/ 24 June 2016

Wonderboy mockumentary on the ANC: ‘I don’t know what will happen when JZ sees this’

Guest appearance: Kagiso Lediga at the ANC election victory rally at Soccer City where the 'Wonderboy for President' team filmed their ‘stolen shots’.
Guest appearance: Kagiso Lediga at the ANC election victory rally at Soccer City where the 'Wonderboy for President' team filmed their ‘stolen shots’.

The second question came from the very back of Durban’s Playhouse theatre and it made Kagiso Lediga angry.

The filmmaker who asked the question essentially accused John Barker’s new film, Wonderboy for President, of being “propaganda” and essentially anti-black.

What angered Lediga in the portrayal of director Barker as a white puppeteer is that the person posing the question denied him and his fellow black actor-comedians their own agency.

Lediga was clearly seething as he responded: “This is a collaborative project. It wasn’t written by anyone.” Perhaps the best response came from Loyiso Gola, who told the dissenting filmmaker to stop trying to babysit black people. “We’re fine,” he added.

Wonderboy for President is a film that took five years on and off to make, on an incredibly modest budget of R200 000.

It’s a mockumentary that tells the story of Wonderboy, a young man fetched from the Eastern Cape by the ANC to be groomed into a leader who connects with the people.

In the confusion surrounding him, as he sits transplanted in Johannesburg, he grapples with the big issues. “We are going to rule till Jesus comes back, but communists don’t believe in God,” he muses at one point.

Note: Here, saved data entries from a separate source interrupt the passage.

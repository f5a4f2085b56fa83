//! if式とfor式のコード生成

use crate::ast::{ForExpr, IfExpr};
use crate::error::{CodegenError, KaleidoResult};
use inkwell::values::FloatValue;

use crate::codegen::code_generator::CodeGenerator;

impl<'ctx> CodeGenerator<'ctx> {
    /// if/then/else式をコンパイル
    ///
    /// 値の合流はdouble型のphiノードで行う。アームの本体が入れ子の
    /// 制御フローで新しいブロックを作ることがあるため、phiの先行
    /// ブロックには分岐を出力し終えた時点の挿入ブロックを使う。
    pub fn compile_if_expr(&mut self, if_expr: &IfExpr) -> KaleidoResult<FloatValue<'ctx>> {
        let cond_value = self.compile_expr(&if_expr.cond)?;
        let cond = self.build_truthiness(cond_value, "ifcond")?;

        let function = self.current_function()?;
        let then_block = self.context.append_basic_block(function, "then");
        let else_block = self.context.append_basic_block(function, "else");
        let merge_block = self.context.append_basic_block(function, "ifcont");
        self.builder
            .build_conditional_branch(cond, then_block, else_block)?;

        // thenアーム
        self.builder.position_at_end(then_block);
        let then_value = self.compile_expr(&if_expr.then_expr)?;
        self.builder.build_unconditional_branch(merge_block)?;
        let then_end = self.current_block()?;

        // elseアーム
        self.builder.position_at_end(else_block);
        let else_value = match &if_expr.else_expr {
            Some(else_expr) => self.compile_expr(else_expr)?,
            None => {
                return Err(CodegenError::MissingElse { span: if_expr.span }.into());
            }
        };
        self.builder.build_unconditional_branch(merge_block)?;
        let else_end = self.current_block()?;

        // 合流点
        self.builder.position_at_end(merge_block);
        let phi = self.builder.build_phi(self.context.f64_type(), "iftmp")?;
        phi.add_incoming(&[(&then_value, then_end), (&else_value, else_end)]);
        Ok(phi.as_basic_value().into_float_value())
    }

    /// for式をコンパイル
    ///
    /// ループ変数はエントリブロックのスタックスロット。本体の後に
    /// ステップを加算してから終了条件を評価するので、条件は更新後の
    /// ループ変数を観測する。式全体の値は常に0.0。
    pub fn compile_for_expr(&mut self, for_expr: &ForExpr) -> KaleidoResult<FloatValue<'ctx>> {
        let function = self.current_function()?;
        let slot = self.create_entry_block_alloca(function, &for_expr.var_name)?;

        let start_value = self.compile_expr(&for_expr.start)?;
        self.builder.build_store(slot, start_value)?;

        let loop_block = self.context.append_basic_block(function, "loop");
        self.builder.build_unconditional_branch(loop_block)?;
        self.builder.position_at_end(loop_block);

        // ループ変数で外側の同名の束縛をシャドーする
        let shadowed = self.named_values.define(for_expr.var_name.clone(), slot);

        // 本体の値は捨てる
        self.compile_expr(&for_expr.body)?;

        let step_value = self.compile_expr(&for_expr.step)?;
        let current = self
            .builder
            .build_load(slot, &for_expr.var_name)?
            .into_float_value();
        let next = self
            .builder
            .build_float_add(current, step_value, "nextvar")?;
        self.builder.build_store(slot, next)?;

        let end_value = self.compile_expr(&for_expr.end)?;
        let end_cond = self.build_truthiness(end_value, "loopcond")?;

        let after_block = self.context.append_basic_block(function, "afterloop");
        self.builder
            .build_conditional_branch(end_cond, loop_block, after_block)?;
        self.builder.position_at_end(after_block);

        self.named_values.restore(&for_expr.var_name, shadowed);

        Ok(self.const_f64(0.0))
    }
}
use anyhow::{Context, Result};
use clap::{Parser, Subcommand};
use colored::Colorize;
use std::fs;
use std::io::{self, BufRead, Write};
use std::path::PathBuf;

use kaleido::compiler::CompilationPipeline;
use kaleido::lexer;

#[derive(Parser)]
#[command(name = "kaleido")]
#[command(author, version, about = "The Kaleido language JIT compiler", long_about = None)]
struct Cli {
    #[command(subcommand)]
    command: Commands,

    /// Enable verbose output
    #[arg(short, long, global = true)]
    verbose: bool,
}

#[derive(Subcommand)]
enum Commands {
    /// Evaluate a Kaleido source file and print the results
    Run {
        /// The source file to evaluate
        input: PathBuf,

        /// Dump tokens to stdout
        #[arg(long)]
        dump_tokens: bool,

        /// Dump the AST to stdout
        #[arg(long)]
        dump_ast: bool,
    },

    /// Compile a Kaleido source file and print the LLVM IR
    Emit {
        /// The source file to compile
        input: PathBuf,

        /// Output file (defaults to stdout)
        #[arg(short = 'o', long)]
        output: Option<PathBuf>,

        /// Skip optimization passes to inspect the raw IR
        #[arg(long)]
        debug: bool,
    },

    /// Start an interactive evaluation loop
    Repl,
}

fn main() -> Result<()> {
    let cli = Cli::parse();
    let context = inkwell::context::Context::create();

    match cli.command {
        Commands::Run {
            input,
            dump_tokens,
            dump_ast,
        } => run(&context, input, dump_tokens, dump_ast, cli.verbose),
        Commands::Emit {
            input,
            output,
            debug,
        } => emit(&context, input, output, debug, cli.verbose),
        Commands::Repl => repl(&context, cli.verbose),
    }
}

/// ソースファイルを評価して結果を出力する
fn run(
    context: &inkwell::context::Context,
    input: PathBuf,
    dump_tokens: bool,
    dump_ast: bool,
    verbose: bool,
) -> Result<()> {
    let source = fs::read_to_string(&input)
        .with_context(|| format!("Failed to read {}", input.display()))?;
    let name = input.display().to_string();

    if dump_tokens {
        let tokens = lexer::tokenize(&source)?;
        println!("{}", lexer::format_tokens(&tokens));
    }

    let mut pipeline = CompilationPipeline::new(context, verbose)?;

    if let Some(items) = pipeline.parse_source(&name, &source) {
        if dump_ast {
            println!("{}", serde_json::to_string_pretty(&items)?);
        }

        for value in pipeline.evaluate_items(&items) {
            println!("{}", value);
        }
    }

    pipeline.report_errors()?;
    if pipeline.state().has_errors() {
        std::process::exit(1);
    }
    Ok(())
}

/// ソースファイルをコンパイルしてLLVM IRを出力する
fn emit(
    context: &inkwell::context::Context,
    input: PathBuf,
    output: Option<PathBuf>,
    debug: bool,
    verbose: bool,
) -> Result<()> {
    let source = fs::read_to_string(&input)
        .with_context(|| format!("Failed to read {}", input.display()))?;
    let name = input.display().to_string();

    let mut pipeline = CompilationPipeline::new(context, verbose)?;
    let ir = pipeline.emit_assembly(&name, &source, debug);
    pipeline.report_errors()?;

    match ir {
        Some(ir) => match output {
            Some(path) => fs::write(&path, ir)
                .with_context(|| format!("Failed to write {}", path.display()))?,
            None => print!("{}", ir),
        },
        None => std::process::exit(1),
    }

    Ok(())
}

/// 対話的な評価ループ
///
/// JITの状態とユーザー定義演算子は行をまたいで保持されるので、
/// 前の行で定義した関数や演算子をそのまま使える。
fn repl(context: &inkwell::context::Context, verbose: bool) -> Result<()> {
    println!("{}", "Kaleido REPL".bold());
    println!("式、'def'による関数定義、'extern'宣言を入力してください。Ctrl-Dで終了します。");

    let mut pipeline = CompilationPipeline::new(context, verbose)?;
    let stdin = io::stdin();
    let mut line_number = 0usize;

    loop {
        print!("{}", "ready> ".cyan());
        io::stdout().flush()?;

        let mut line = String::new();
        if stdin.lock().read_line(&mut line)? == 0 {
            println!();
            break;
        }
        let line = line.trim();
        if line.is_empty() {
            continue;
        }

        line_number += 1;
        let name = format!("repl:{}", line_number);
        for value in pipeline.evaluate(&name, line) {
            println!("{}", format!("=> {}", value).green());
        }

        pipeline.report_errors()?;
        pipeline.clear_errors();
    }

    Ok(())
}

Wonderboy is superbly played by Lediga and actress Thishiwe Ziqubu is great as Democratic Alliance politician Mbali Sithole, Wonderboy’s love interest.

Tony B Miyambo and Ntobeko “Ntosh” Madlingozi brilliantly play Brutus and Shakes, two corrupt ANC youth leaguers from a fictional Braamfontein branch who deliver lines like: “We can’t provide for our people if we have nothing” and “You see what happens when you fetch people from the Eastern Cape — they think they are smarter than you.”

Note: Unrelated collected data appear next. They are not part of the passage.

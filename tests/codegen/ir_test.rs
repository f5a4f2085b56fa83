//! 出力されるLLVM IRのテキスト検証

use super::*;

#[test]
fn test_emits_function_definition() {
    let ir = emit_ir("def f(x) x + 1;", false);
    assert!(
        ir.contains("define double @f(double %x)"),
        "definition should appear in the IR: {}",
        ir
    );
    assert!(ir.contains("ret double"), "IR should return a double: {}", ir);
}

#[test]
fn test_top_level_expression_is_an_anonymous_function() {
    let ir = emit_ir("1 + 2;", false);
    assert!(ir.contains("__anon_expr"), "IR should contain the wrapper: {}", ir);
}

#[test]
fn test_debug_mode_keeps_stack_slots() {
    // デバッグモードでは最適化パスが走らず、allocaとstoreが残る
    let ir = emit_ir("def id(x) x;", true);
    assert!(ir.contains("alloca double"), "raw IR should use a stack slot: {}", ir);
    assert!(ir.contains("store double"), "raw IR should spill the argument: {}", ir);
}

#[test]
fn test_optimization_promotes_stack_slots() {
    // mem2regがエントリブロックのallocaをSSAレジスタへ昇格する
    let ir = emit_ir("def id(x) x;", false);
    assert!(!ir.contains("alloca"), "stack slots should be promoted: {}", ir);
}

#[test]
fn test_comparison_lowers_to_unordered_less_than() {
    let ir = emit_ir("def lt(a b) a < b;", true);
    assert!(ir.contains("fcmp ult"), "comparison should be fcmp ult: {}", ir);
    assert!(ir.contains("uitofp"), "i1 should be widened to double: {}", ir);
}

#[test]
fn test_if_produces_phi_node() {
    let ir = emit_ir("def choose(c a b) if c then a else b;", true);
    assert!(ir.contains("phi double"), "merge should use a phi: {}", ir);
    assert!(ir.contains("then:"), "then block should exist: {}", ir);
    assert!(ir.contains("else:"), "else block should exist: {}", ir);
    assert!(ir.contains("ifcont:"), "merge block should exist: {}", ir);
}

#[test]
fn test_for_loop_blocks() {
    let ir = emit_ir("def count(n) for i = 0, i < n in 1;", true);
    assert!(ir.contains("loop:"), "loop block should exist: {}", ir);
    assert!(ir.contains("afterloop:"), "exit block should exist: {}", ir);
    assert!(ir.contains("nextvar"), "induction update should exist: {}", ir);
}

#[test]
fn test_extern_emits_declaration() {
    let ir = emit_ir("extern sin(x);", false);
    assert!(
        ir.contains("declare double @sin(double"),
        "extern should emit a declaration: {}",
        ir
    );
}

#[test]
fn test_call_emits_call_instruction() {
    let ir = emit_ir("def f(x) x; def g(y) f(y);", true);
    assert!(ir.contains("call double @f"), "call should reference f: {}", ir);
}

#[test]
fn test_user_defined_operator_function_name() {
    let ir = emit_ir("def binary| 5 (a b) a + b; def f(x y) x | y;", false);
    assert!(
        ir.contains("binary|"),
        "operator should lower to a call to binary|: {}",
        ir
    );
}

#[test]
fn test_unary_operator_lowered_to_call() {
    let ir = emit_ir("def unary! (v) if v then 0 else 1; def f(x) !x;", true);
    assert!(ir.contains("unary!"), "operator should lower to a call to unary!: {}", ir);
}

#[test]
fn test_failed_node_reports_error_in_output() {
    let ir = emit_ir("def bad(x) y;", false);
    assert!(ir.contains("Error during compilation\n"));
}

#[test]
fn test_error_does_not_stop_later_nodes() {
    let ir = emit_ir("def bad(x) y; def good(x) x;", false);
    assert!(ir.contains("Error during compilation\n"));
    assert!(ir.contains("define double @good"));
}

#[test]
fn test_var_emits_named_slots_in_debug_mode() {
    let ir = emit_ir("def t() var total = 1 in total;", true);
    assert!(ir.contains("%total = alloca double"), "binding should get a named slot: {}", ir);
}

The film also features cameos from comedians Gola and John Vlismas, as well as a number of real-life South African politicians playing themselves — some shot willingly, others through many stolen moments filmed at political conferences and rallies.

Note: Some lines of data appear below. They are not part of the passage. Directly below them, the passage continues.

//! JITドライバ
//!
//! トップレベル項目ごとにモジュールを完成させてMCJITへ引き渡し、
//! 無名関数のアドレスを解決して呼び出します。引き渡し後のモジュールで
//! 定義された関数は、プロトタイプレジストリ経由の再宣言によって
//! 後続のモジュールからも呼び出せます。

use crate::ast::{Function, Item, Prototype};
use crate::error::{CodegenError, KaleidoResult};

use super::code_generator::CodeGenerator;

/// JITが呼び出すトップレベル式のシグネチャ
type TopLevelFn = unsafe extern "C" fn() -> f64;

impl<'ctx> CodeGenerator<'ctx> {
    /// トップレベル項目列を順に評価し、トップレベル式の値を集めて返す
    ///
    /// コンパイルエラーは標準エラーへ報告され、失敗した項目は結果に
    /// 寄与しない。残りの項目の処理は継続する。
    pub fn evaluate(&mut self, items: &[Item]) -> Vec<f64> {
        self.evaluation_results.clear();
        for item in items {
            match item {
                Item::Function(function_ast) if function_ast.proto.is_anonymous() => {
                    self.jit_top_level_expression(function_ast)
                }
                Item::Function(function_ast) => self.jit_definition(function_ast),
                Item::Extern(proto) => self.jit_extern(proto),
            }
        }
        std::mem::take(&mut self.evaluation_results)
    }

    /// 無名関数をコンパイル・実行し、戻り値を蓄積する
    fn jit_top_level_expression(&mut self, function_ast: &Function) {
        // JITへ渡す無名関数には一意なシンボル名を与え、以前に評価した
        // 式と名前が衝突しないようにする
        let mut wrapper = function_ast.clone();
        wrapper.proto.name = self.next_anonymous_name();
        let symbol = wrapper.proto.name.clone();

        if let Err(e) = self.compile_function(&wrapper) {
            self.report_error(&e);
            return;
        }

        if let Err(e) = self.submit_module() {
            self.report_error(&e);
            return;
        }
        self.init_module();

        let value = match unsafe { self.jit.get_function::<TopLevelFn>(&symbol) } {
            Ok(compiled) => unsafe { compiled.call() },
            Err(_) => {
                self.report_error(&CodegenError::JitLookup { name: symbol }.into());
                return;
            }
        };
        self.evaluation_results.push(value);
    }

    /// 関数定義を新しいモジュールでコンパイルする
    ///
    /// それまでに完成していたモジュールを先にJITへ引き渡すことで、
    /// 定義済みの関数を後続のモジュールから呼び出せるようにする。
    fn jit_definition(&mut self, function_ast: &Function) {
        if let Err(e) = self.submit_module() {
            self.report_error(&e);
            return;
        }
        self.init_module();

        if let Err(e) = self.compile_function(function_ast) {
            self.report_error(&e);
        }
    }

    /// extern宣言を現在のモジュールへ出力し、プロトタイプを記録する
    fn jit_extern(&mut self, proto: &Prototype) {
        let function = self.declare_prototype(proto);
        self.function_protos.register(proto.clone());

        // 既知のホスト関数は名前とアドレスをJITへ対応付ける。それ以外の
        // externはプロセスのシンボルテーブル（libmのsinなど）で解決される
        if let Some(address) = crate::runtime::host_function_address(&proto.name) {
            self.jit.add_global_mapping(&function, address);
        }
    }

    /// 現在のモジュールの所有権をJITへ移す
    fn submit_module(&mut self) -> KaleidoResult<()> {
        self.jit.add_module(&self.module).map_err(|_| {
            CodegenError::Internal {
                message: "モジュールをJITへ追加できませんでした".to_string(),
            }
            .into()
        })
    }
}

Sitting on the sidelines of the Durban International Film Festival, the night after the film premiered to an incredible response from the audience, Lediga picks up the story.

“There is a movie, Bob Roberts, with Susan Sarandon and Tim Robbins,” he says, referring to the 1992 political mockumentary that was Robbins’s directorial debut.

“We thought it would be cool to make that kind of movie, so we thought: ‘Let’s go to [the ANC’s 2012 national elective conference in] Mangaung and make a mockumentary,’” says Lediga.

He says they had no real plan — all they knew was there would be this character, a “hero of the people kind of guy”.

“We just decided we had to go to Mangaung, because if we didn’t we’d have to wait another five years,” says Lediga.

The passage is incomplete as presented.